## Stored data
▼
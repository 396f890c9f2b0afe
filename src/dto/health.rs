//! Health check payload.

use serde::Serialize;
use utoipa::ToSchema;

/// Liveness payload of `/healthcheck`.
#[derive(Debug, Serialize, ToSchema)]
pub struct HealthResponse {
    /// Always "ok" while the process serves requests.
    pub status: &'static str,
    /// Event timers currently held in memory.
    pub timers: usize,
    /// Open timer stream connections across all events.
    pub stream_subscribers: usize,
}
▲
## Problem to solve
Above are the records; retype them all without a single difference.

## Problem solution
repository 396f890c9f2b0afe
filename src/dto/health.rs
//! Health check payload.

use serde::Serialize;
use utoipa::ToSchema;

/// Liveness payload of `/healthcheck`.
#[derive(Debug, Serialize, ToSchema)]
pub struct HealthResponse {
    /// Always "ok" while the process serves requests.
    pub status: &'static str,
    /// Event timers currently held in memory.
    pub timers: usize,
    /// Open timer stream connections across all events.
    pub stream_subscribers: usize,
}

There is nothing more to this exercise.